◆ Saved data entries:
= Beginning of Section =

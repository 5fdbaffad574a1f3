//! CLI command definitions

use clap::{Parser, ValueEnum};
use std::path::PathBuf;

/// Output format for council results
#[derive(Debug, Clone, Copy, ValueEnum)]
pub enum OutputFormat {
    /// Full formatted output with all stages
    Full,
    /// Only the final synthesis
    Synthesis,
    /// JSON bundle
    Json,
}

/// CLI arguments for the council binary
#[derive(Parser, Debug)]
#[command(name = "council")]
#[command(author, version, about = "LLM Council - multiple models answer, rank each other, one synthesizes")]
#[command(long_about = r#"
Runs a council of LLMs over a single question in three stages:
1. Member Answers: every member answers the question in parallel
2. Peer Rankings: each member ranks the anonymized answer set
3. Synthesis: the lead model merges everything into one final answer

Configuration files are loaded from (in priority order):
1. --config <path>     Explicit config file
2. ./council.toml or ./.council.toml   Project-level config
3. ~/.config/llm-council/config.toml   Global config

Example:
  council "What's the best way to handle errors in Rust?"
  council -m openai/gpt-5.1 -m anthropic/claude-sonnet-4.5 "Compare async runtimes"
  council --lead google/gemini-3-pro-preview -o full "Tabs or spaces?"
"#)]
pub struct Cli {
    /// The question to ask the council
    pub question: Option<String>,

    /// Council members (can be specified multiple times)
    #[arg(short, long, value_name = "MODEL")]
    pub model: Vec<String>,

    /// Model that synthesizes the final answer (must be a member)
    #[arg(long, value_name = "MODEL")]
    pub lead: Option<String>,

    /// Skip the conversation-title side task
    #[arg(long)]
    pub no_title: bool,

    /// Output format
    #[arg(short, long, value_enum, default_value = "synthesis")]
    pub output: OutputFormat,

    /// Verbosity level (-v = info, -vv = debug, -vvv = trace)
    #[arg(short, long, action = clap::ArgAction::Count)]
    pub verbose: u8,

    /// Suppress progress indicators
    #[arg(short, long)]
    pub quiet: bool,

    /// Path to configuration file
    #[arg(long, value_name = "PATH")]
    pub config: Option<PathBuf>,

    /// Disable loading of configuration files
    #[arg(long)]
    pub no_config: bool,

    /// Show configuration file locations and exit
    #[arg(long)]
    pub show_config: bool,
}
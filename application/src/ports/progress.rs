//! Progress notification port
//!
//! Defines the interface for reporting progress during a council run.

use council_domain::{Model, Stage};

/// Callback for progress updates during council execution
///
/// Implementations live in the presentation layer and can display
/// progress in various ways (console bars, API events, etc.)
pub trait ProgressNotifier: Send + Sync {
    /// Called when a stage starts
    fn on_stage_start(&self, stage: &Stage, total_tasks: usize);

    /// Called when a member call resolves within a stage
    fn on_task_complete(&self, stage: &Stage, model: &Model, success: bool);

    /// Called when a stage completes
    fn on_stage_complete(&self, stage: &Stage);
}

/// No-op progress notifier for when progress reporting is not needed
pub struct NoProgress;

impl ProgressNotifier for NoProgress {
    fn on_stage_start(&self, _stage: &Stage, _total_tasks: usize) {}
    fn on_task_complete(&self, _stage: &Stage, _model: &Model, _success: bool) {}
    fn on_stage_complete(&self, _stage: &Stage) {}
}
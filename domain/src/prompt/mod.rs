//! Prompt construction for the council stages

pub mod template;

pub use template::PromptTemplate;
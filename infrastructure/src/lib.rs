//! Infrastructure layer for llm-council
//!
//! Adapters that implement the application-layer ports against the
//! outside world: the OpenRouter inference client and TOML/figment
//! configuration loading.

pub mod config;
pub mod openrouter;

// Re-export commonly used types
pub use config::{ConfigLoader, FileConfig};
pub use openrouter::{OPENROUTER_API_URL, OpenRouterClient, RetryPolicy};
//! Run Council use case
//!
//! Orchestrates the full three-stage council pipeline: independent
//! answers, anonymous peer ranking, and lead synthesis. Stages are hard
//! barriers — every issued call resolves (success or failure) before the
//! next stage starts, because stage 2 needs the complete anonymized
//! answer set and stage 3 needs the complete aggregate ranking.
//!
//! Per-member failures are absorbed as data (a dropped slot), never
//! raised; only run-level conditions (too few surviving answers, a
//! failed synthesis, cancellation) surface as typed errors.

use crate::ports::inference::{InferenceClient, InferenceError};
use crate::ports::progress::{NoProgress, ProgressNotifier};
use crate::use_cases::generate_title::{TitleResult, generate_title};
use council_domain::council::label::LABEL_ALPHABET_SIZE;
use council_domain::{
    CouncilBundle, JudgeRanking, Label, LabelMap, MemberAnswer, Message, Model, PromptTemplate,
    Question, Stage, SynthesisResult, calculate_aggregate_rankings,
};
use std::sync::Arc;
use thiserror::Error;
use tokio::task::{JoinHandle, JoinSet};
use tokio_util::sync::CancellationToken;
use tracing::{debug, info, warn};

/// Errors that can end a council run
#[derive(Error, Debug)]
pub enum RunCouncilError {
    #[error("At least two unique members are required, got {0}")]
    TooFewMembers(usize),

    #[error("Too many members: {0} (label alphabet supports up to {LABEL_ALPHABET_SIZE})")]
    TooManyMembers(usize),

    #[error("Lead model {0} is not a council member")]
    LeadNotMember(String),

    #[error("Insufficient candidates: only {survivors} of {asked} members answered")]
    InsufficientCandidates { survivors: usize, asked: usize },

    #[error("Synthesis failed: {0}")]
    SynthesisFailed(#[source] InferenceError),

    #[error("Run cancelled")]
    Cancelled,
}

impl RunCouncilError {
    pub fn is_cancelled(&self) -> bool {
        matches!(self, RunCouncilError::Cancelled)
    }
}

/// Input for the RunCouncil use case
#[derive(Debug, Clone)]
pub struct RunCouncilInput {
    /// The question to put before the council
    pub question: Question,
    /// Participating models, in declared order
    pub members: Vec<Model>,
    /// Member that performs stage-3 synthesis
    pub lead: Model,
    /// Also produce a conversation title (off the critical path)
    pub generate_title: bool,
    /// Checked at stage boundaries; cancelling stops further spend
    pub cancellation_token: Option<CancellationToken>,
}

impl RunCouncilInput {
    pub fn new(question: impl Into<Question>, members: Vec<Model>, lead: Model) -> Self {
        Self {
            question: question.into(),
            members,
            lead,
            generate_title: false,
            cancellation_token: None,
        }
    }

    /// Request a conversation title alongside the run
    pub fn with_title(mut self) -> Self {
        self.generate_title = true;
        self
    }

    /// Attach a cancellation token
    pub fn with_cancellation(mut self, token: CancellationToken) -> Self {
        self.cancellation_token = Some(token);
        self
    }
}

/// Check if cancellation has been requested.
fn check_cancelled(token: &Option<CancellationToken>) -> Result<(), RunCouncilError> {
    if let Some(token) = token
        && token.is_cancelled()
    {
        return Err(RunCouncilError::Cancelled);
    }
    Ok(())
}

/// Use case for running the three-stage council pipeline
pub struct RunCouncilUseCase<C: InferenceClient + 'static> {
    client: Arc<C>,
}

impl<C: InferenceClient + 'static> RunCouncilUseCase<C> {
    pub fn new(client: Arc<C>) -> Self {
        Self { client }
    }

    /// Execute the use case with default (no-op) progress
    pub async fn execute(&self, input: RunCouncilInput) -> Result<CouncilBundle, RunCouncilError> {
        self.execute_with_progress(input, &NoProgress).await
    }

    /// Execute the use case with progress callbacks
    pub async fn execute_with_progress(
        &self,
        input: RunCouncilInput,
        progress: &dyn ProgressNotifier,
    ) -> Result<CouncilBundle, RunCouncilError> {
        let members = validate_members(&input.members, &input.lead)?;

        info!(
            "Starting council with {} members, lead {}",
            members.len(),
            input.lead
        );

        // Title generation runs concurrently with the whole pipeline and
        // is only joined after synthesis, so a slow title never delays
        // the answer.
        let title_task: Option<JoinHandle<TitleResult>> = if input.generate_title {
            let client = Arc::clone(&self.client);
            let lead = input.lead.clone();
            let question = input.question.clone();
            Some(tokio::spawn(async move {
                generate_title(client.as_ref(), &lead, &question).await
            }))
        } else {
            None
        };

        let result = self
            .run_stages(&input.question, &members, &input.lead, &input.cancellation_token, progress)
            .await;

        let (stage1, stage2, stage3, aggregate, label_to_model) = match result {
            Ok(parts) => parts,
            Err(e) => {
                // The run is over; don't let the title call spend further.
                if let Some(task) = &title_task {
                    task.abort();
                }
                return Err(e);
            }
        };

        let title = match title_task {
            Some(task) => match task.await {
                Ok(result) => Some(result),
                Err(e) => {
                    warn!("Title task join error: {}", e);
                    None
                }
            },
            None => None,
        };

        let mut usage_ids: Vec<String> = Vec::new();
        usage_ids.extend(stage1.iter().filter_map(|a| a.usage_id.clone()));
        usage_ids.extend(stage2.iter().filter_map(|r| r.usage_id.clone()));
        usage_ids.extend(stage3.usage_id.clone());
        if let Some(t) = &title {
            usage_ids.extend(t.usage_id.clone());
        }

        Ok(CouncilBundle {
            question: input.question.content().to_string(),
            members: members.iter().map(|m| m.to_string()).collect(),
            stage1,
            stage2,
            stage3,
            aggregate,
            label_to_model,
            title: title.map(|t| t.title),
            usage_ids,
        })
    }

    /// The three barrier stages, in order.
    #[allow(clippy::type_complexity)]
    async fn run_stages(
        &self,
        question: &Question,
        members: &[Model],
        lead: &Model,
        token: &Option<CancellationToken>,
        progress: &dyn ProgressNotifier,
    ) -> Result<
        (
            Vec<MemberAnswer>,
            Vec<JudgeRanking>,
            SynthesisResult,
            Vec<council_domain::AggregateEntry>,
            LabelMap,
        ),
        RunCouncilError,
    > {
        check_cancelled(token)?;
        let stage1 = self.stage_responses(question, members, progress).await;

        if stage1.len() < 2 {
            // Peer review is meaningless with one candidate; fail the
            // run rather than synthesize from a single voice.
            return Err(RunCouncilError::InsufficientCandidates {
                survivors: stage1.len(),
                asked: members.len(),
            });
        }

        let models: Vec<&str> = stage1.iter().map(|a| a.model.as_str()).collect();
        let label_to_model = LabelMap::assign(&models);

        check_cancelled(token)?;
        let stage2 = self
            .stage_rankings(question, members, &stage1, &label_to_model, progress)
            .await;

        let aggregate = calculate_aggregate_rankings(&stage2, &label_to_model);
        if aggregate.is_empty() {
            info!("No usable rankings; synthesizing from raw answers only");
        }

        check_cancelled(token)?;
        let stage3 = self
            .stage_synthesis(question, lead, &stage1, &aggregate, progress)
            .await?;

        Ok((stage1, stage2, stage3, aggregate, label_to_model))
    }

    /// Stage 1: every member answers independently, in parallel.
    ///
    /// Returns surviving answers in declared member order. Each worker
    /// writes into its pre-assigned slot, so completion order cannot
    /// reorder the result (and thus cannot perturb label assignment).
    async fn stage_responses(
        &self,
        question: &Question,
        members: &[Model],
        progress: &dyn ProgressNotifier,
    ) -> Vec<MemberAnswer> {
        info!("Stage 1: collecting answers from {} members", members.len());
        progress.on_stage_start(&Stage::Responses, members.len());

        let mut join_set = JoinSet::new();

        for (index, model) in members.iter().enumerate() {
            let client = Arc::clone(&self.client);
            let model = model.clone();
            let messages = vec![
                Message::system(PromptTemplate::answer_system()),
                Message::user(PromptTemplate::answer_prompt(question.content())),
            ];

            join_set.spawn(async move {
                let result = client.query(&model, &messages).await;
                (index, model, result)
            });
        }

        let mut slots: Vec<Option<MemberAnswer>> = vec![None; members.len()];

        while let Some(joined) = join_set.join_next().await {
            match joined {
                Ok((index, model, Ok(completion))) => {
                    debug!("Member {} answered", model);
                    progress.on_task_complete(&Stage::Responses, &model, true);
                    slots[index] = Some(MemberAnswer::new(
                        model.to_string(),
                        completion.content,
                        completion.usage_id,
                    ));
                }
                Ok((_, model, Err(e))) => {
                    warn!("Member {} failed to answer: {}", model, e);
                    progress.on_task_complete(&Stage::Responses, &model, false);
                }
                Err(e) => {
                    warn!("Stage 1 task join error: {}", e);
                }
            }
        }

        progress.on_stage_complete(&Stage::Responses);
        slots.into_iter().flatten().collect()
    }

    /// Stage 2: every declared member judges the anonymized answer set.
    ///
    /// Judges include members whose own stage-1 call failed. A failed
    /// judge call is dropped; zero surviving judges is tolerated.
    async fn stage_rankings(
        &self,
        question: &Question,
        members: &[Model],
        answers: &[MemberAnswer],
        label_to_model: &LabelMap,
        progress: &dyn ProgressNotifier,
    ) -> Vec<JudgeRanking> {
        info!("Stage 2: collecting rankings from {} judges", members.len());
        progress.on_stage_start(&Stage::Rankings, members.len());

        let labeled: Vec<(Label, String)> = label_to_model
            .iter()
            .zip(answers)
            .map(|((label, _), answer)| (label.clone(), answer.content.clone()))
            .collect();

        let mut join_set = JoinSet::new();

        for (index, model) in members.iter().enumerate() {
            let client = Arc::clone(&self.client);
            let model = model.clone();
            let messages = vec![
                Message::system(PromptTemplate::ranking_system()),
                Message::user(PromptTemplate::ranking_prompt(question.content(), &labeled)),
            ];

            join_set.spawn(async move {
                let result = client.query(&model, &messages).await;
                (index, model, result)
            });
        }

        let mut slots: Vec<Option<JudgeRanking>> = vec![None; members.len()];

        while let Some(joined) = join_set.join_next().await {
            match joined {
                Ok((index, model, Ok(completion))) => {
                    progress.on_task_complete(&Stage::Rankings, &model, true);
                    let ranking = JudgeRanking::new(
                        model.to_string(),
                        completion.content,
                        completion.usage_id,
                    );
                    if !ranking.has_ranking() {
                        debug!("Judge {} produced no parsable ranking", model);
                    }
                    slots[index] = Some(ranking);
                }
                Ok((_, model, Err(e))) => {
                    warn!("Judge {} failed to rank: {}", model, e);
                    progress.on_task_complete(&Stage::Rankings, &model, false);
                }
                Err(e) => {
                    warn!("Stage 2 task join error: {}", e);
                }
            }
        }

        progress.on_stage_complete(&Stage::Rankings);
        slots.into_iter().flatten().collect()
    }

    /// Stage 3: a single synthesis call to the lead. Fatal on failure.
    async fn stage_synthesis(
        &self,
        question: &Question,
        lead: &Model,
        answers: &[MemberAnswer],
        aggregate: &[council_domain::AggregateEntry],
        progress: &dyn ProgressNotifier,
    ) -> Result<SynthesisResult, RunCouncilError> {
        info!("Stage 3: synthesis by {}", lead);
        progress.on_stage_start(&Stage::Synthesis, 1);

        let messages = vec![
            Message::system(PromptTemplate::synthesis_system()),
            Message::user(PromptTemplate::synthesis_prompt(
                question.content(),
                answers,
                aggregate,
            )),
        ];

        match self.client.query(lead, &messages).await {
            Ok(completion) => {
                progress.on_task_complete(&Stage::Synthesis, lead, true);
                progress.on_stage_complete(&Stage::Synthesis);
                Ok(SynthesisResult::new(
                    lead.to_string(),
                    completion.content,
                    completion.usage_id,
                ))
            }
            Err(e) => {
                warn!("Synthesis by {} failed: {}", lead, e);
                progress.on_task_complete(&Stage::Synthesis, lead, false);
                progress.on_stage_complete(&Stage::Synthesis);
                Err(RunCouncilError::SynthesisFailed(e))
            }
        }
    }
}

/// Deduplicate members preserving declared order and validate the roster.
fn validate_members(members: &[Model], lead: &Model) -> Result<Vec<Model>, RunCouncilError> {
    let mut unique: Vec<Model> = Vec::with_capacity(members.len());
    for model in members {
        if !unique.contains(model) {
            unique.push(model.clone());
        }
    }

    if unique.len() < 2 {
        return Err(RunCouncilError::TooFewMembers(unique.len()));
    }
    if unique.len() > LABEL_ALPHABET_SIZE {
        return Err(RunCouncilError::TooManyMembers(unique.len()));
    }
    if !unique.contains(lead) {
        return Err(RunCouncilError::LeadNotMember(lead.to_string()));
    }

    Ok(unique)
}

= End of Section =

◆ Your task:
Show every line above in which the word "LabelMap" is found.

◆ Response area:
    CouncilBundle, JudgeRanking, Label, LabelMap, MemberAnswer, Message, Model, PromptTemplate,
            LabelMap,
        let label_to_model = LabelMap::assign(&models);
        label_to_model: &LabelMap,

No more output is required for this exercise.